Directors and Key Managerial Personnel
In pursuance of Section 152 of the Companies Act, 2013 and the Rules
framed there under Mr. Vijay Kancharla (DIN: 02744217), Executive Director is liable to
retire by rotation, at the ensuing Annual General Meeting and being eligible has offered
himself for reappointment.
The Board of Directors on the recommendation of Nomination and
Remuneration Committee in their meeting held on March 28, 2019, the Members of the Company
at the 20th Annual General Meeting held on Friday, September 27, 2019 have approved the
reappointment of Mr. M. Suresh Kumar Reddy as the Chairman & Managing Director and Mr.
Vijay Kancharla as Executive Director of the Company for a further period of Five (5)
Years commencing from 01.04.2019 to 31.03.2024 and remuneration payable to them.
Pursuant to the provisions of regulation 36 of the SEBI (Listing
Obligations and Disclosure Requirements) Regulations, 2015 and Secretarial Standard-2 on
General Meetings issued by ICSI, brief resume and other disclosures relating to the
Directors who are proposed to be appointed/ re-appointed are given in the Annexure to the
Notice of the 23rd AGM.
The Company has received declarations from all the Independent
Directors of the Company confirming that they meet with criteria of independence as
prescribed under Section 149(6) of the Act and under Regulation 16(1)(b) of SEBI Listing
Regulations.
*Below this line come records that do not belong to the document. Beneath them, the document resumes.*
use chrono::{DateTime, Utc};
use serde::{Deserialize, Serialize};
use thiserror::Error;

use super::page::Page;
use crate::hashing::ContentHash;
use crate::types::identifiers::DocumentId;

#[derive(Debug, Error, PartialEq, Eq)]
pub enum DocumentError {
    #[error("Page number {number} appears more than once in document {document}")]
    DuplicatePageNumber { document: DocumentId, number: u32 },
    #[error("Page {number} belongs to document {found}, not {expected}")]
    ForeignPage {
        expected: DocumentId,
        found: DocumentId,
        number: u32,
    },
    #[error("Document {document} has no page {number}")]
    UnknownPage { document: DocumentId, number: u32 },
}

/// A paginated document.
///
/// `content_hash` always covers the page contents concatenated in page
/// order. Every mutation goes through a method that re-derives it. A
/// document read back from storage may carry a stale hash; use
/// [`Document::verify_hash`] to detect that.
#[derive(Debug, Clone, PartialEq, Serialize, Deserialize)]
#[serde(try_from = "StoredDocument")]
pub struct Document {
    id: DocumentId,
    name: String,
    content_hash: ContentHash,
    created_at: DateTime<Utc>,
    modified_at: DateTime<Utc>,
    pages: Vec<Page>,
}

impl Document {
    pub fn new(
        id: DocumentId,
        name: impl Into<String>,
        pages: Vec<Page>,
    ) -> Result<Self, DocumentError> {
        Document::new_at(id, name, pages, Utc::now())
    }

    /// Build a document with an explicit creation instant.
    pub fn new_at(
        id: DocumentId,
        name: impl Into<String>,
        mut pages: Vec<Page>,
        created_at: DateTime<Utc>,
    ) -> Result<Self, DocumentError> {
        for page in &pages {
            check_owner(id, page)?;
        }

        pages.sort_by_key(|p| p.number);
        for pair in pages.windows(2) {
            if pair[0].number == pair[1].number {
                return Err(DocumentError::DuplicatePageNumber {
                    document: id,
                    number: pair[0].number,
                });
            }
        }

        let content_hash = hash_pages(&pages);

        Ok(Document {
            id,
            name: name.into(),
            content_hash,
            created_at,
            modified_at: created_at,
            pages,
        })
    }

    pub fn id(&self) -> DocumentId {
        self.id
    }

    pub fn name(&self) -> &str {
        &self.name
    }

    pub fn content_hash(&self) -> &ContentHash {
        &self.content_hash
    }

    pub fn created_at(&self) -> DateTime<Utc> {
        self.created_at
    }

    pub fn modified_at(&self) -> DateTime<Utc> {
        self.modified_at
    }

    /// Pages in ascending page-number order.
    pub fn pages(&self) -> &[Page] {
        &self.pages
    }

    pub fn page(&self, number: u32) -> Option<&Page> {
        self.position(number).ok().map(|i| &self.pages[i])
    }

    /// All page contents concatenated in page order, the text the hash covers.
    pub fn text(&self) -> String {
        self.pages.iter().map(|p| p.content.as_str()).collect()
    }

    /// Replace the content of one page. Writing identical content is a no-op.
    pub fn set_page_content(
        &mut self,
        number: u32,
        content: impl Into<String>,
    ) -> Result<(), DocumentError> {
        let index = self.position(number).map_err(|_| DocumentError::UnknownPage {
            document: self.id,
            number,
        })?;

        let content = content.into();
        if self.pages[index].content == content {
            return Ok(());
        }

        self.pages[index].content = content;
        self.touch();
        Ok(())
    }

    pub fn insert_page(&mut self, page: Page) -> Result<(), DocumentError> {
        check_owner(self.id, &page)?;

        match self.position(page.number) {
            Ok(_) => Err(DocumentError::DuplicatePageNumber {
                document: self.id,
                number: page.number,
            }),
            Err(index) => {
                self.pages.insert(index, page);
                self.touch();
                Ok(())
            }
        }
    }

    pub fn remove_page(&mut self, number: u32) -> Result<Page, DocumentError> {
        let index = self.position(number).map_err(|_| DocumentError::UnknownPage {
            document: self.id,
            number,
        })?;

        let page = self.pages.remove(index);
        self.touch();
        Ok(page)
    }

    /// True when the stored hash matches the current page contents.
    pub fn verify_hash(&self) -> bool {
        hash_pages(&self.pages) == self.content_hash
    }

    /// Re-derive the hash from the pages. Returns true if it changed.
    pub fn refresh_hash(&mut self) -> bool {
        if self.verify_hash() {
            return false;
        }
        self.touch();
        true
    }

    fn touch(&mut self) {
        self.content_hash = hash_pages(&self.pages);
        self.modified_at = Utc::now().max(self.created_at);
    }

    fn position(&self, number: u32) -> Result<usize, usize> {
        self.pages.binary_search_by_key(&number, |p| p.number)
    }
}

/// Wire shape of a document. Page ordering and ownership are re-checked on
/// the way in; the stored hash is kept as-is so drift stays detectable.
#[derive(Deserialize)]
struct StoredDocument {
    id: DocumentId,
    name: String,
    content_hash: ContentHash,
    created_at: DateTime<Utc>,
    modified_at: DateTime<Utc>,
    pages: Vec<Page>,
}

impl TryFrom<StoredDocument> for Document {
    type Error = DocumentError;

    fn try_from(stored: StoredDocument) -> Result<Self, Self::Error> {
        let mut document =
            Document::new_at(stored.id, stored.name, stored.pages, stored.created_at)?;
        document.content_hash = stored.content_hash;
        document.modified_at = stored.modified_at;
        Ok(document)
    }
}

fn check_owner(id: DocumentId, page: &Page) -> Result<(), DocumentError> {
    if page.document_id != id {
        return Err(DocumentError::ForeignPage {
            expected: id,
            found: page.document_id,
            number: page.number,
        });
    }
    Ok(())
}

fn hash_pages(pages: &[Page]) -> ContentHash {
    ContentHash::from_segments(pages.iter().map(|p| p.content.as_str()))
}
None of the directors of the company is disqualified under the provisions of
the Companies Act, 2013 ('Act') or under the SEBI (Listing Obligations and Disclosure
Requirements) Regulations, 2015. All Independent Directors have provided confirmations as
contemplated under section 149(7) of the Act.
Mr Peshwa Acharya (DIN: 06558712) was redesignated from Non-Executive
Independent Director to NonExecutive and Non-Independent Director with effect from
September 21, 2021.
Mr Nilendu Narayan Chakraborty (DIN: 07505277) was appointed as an
Additional Director under the category of Non-Executive & Independent Director as per
the provisions of Section 149 of the Act read with the
Companies (Appointment and Qualification of Directors) Rules, 2014, on
the Board of the Company with effect from December 09, 2021 for a period of five years and
the same was approved by the shareholders in 22nd Annual General Meeting of the Company
held on December 31, 2021.
Mr Allam Raghunath (DIN: 00060018) an Independent Director of the
Company has completed the second term of office on December 26, 2021 thereby completing
two terms as an Independent Director and consequently he also ceased to be a Director of
the Company with effect from close of business hours of December 26, 2021.
Board Meetings
The Company has a professional Board with an optimum combination of
executive, non-executive and independent directors (including two independent woman
directors) who bring to the table the right mix of knowledge, skill and expertise. The
Board provides strategic guidance and direction to the Company in achieving its business
objectives and protecting the interest of the stakeholders.
During the year, ten (10) meetings of Board of Directors of the Company
were convened and held in accordance with the provisions of the Companies Act, 2013. The
date(s) of the Board Meeting, attendance by the directors is given in the Corporate
Governance Report forming part of this Annual Report. The maximum time- gap between any
two consecutive meetings was within the period prescribed under the Companies Act, 2013
and SEBI (Listing Obligations and Disclosure Requirements) Regulations, 2015.
None of the Directors are disqualified under Section 164(2) of the Act.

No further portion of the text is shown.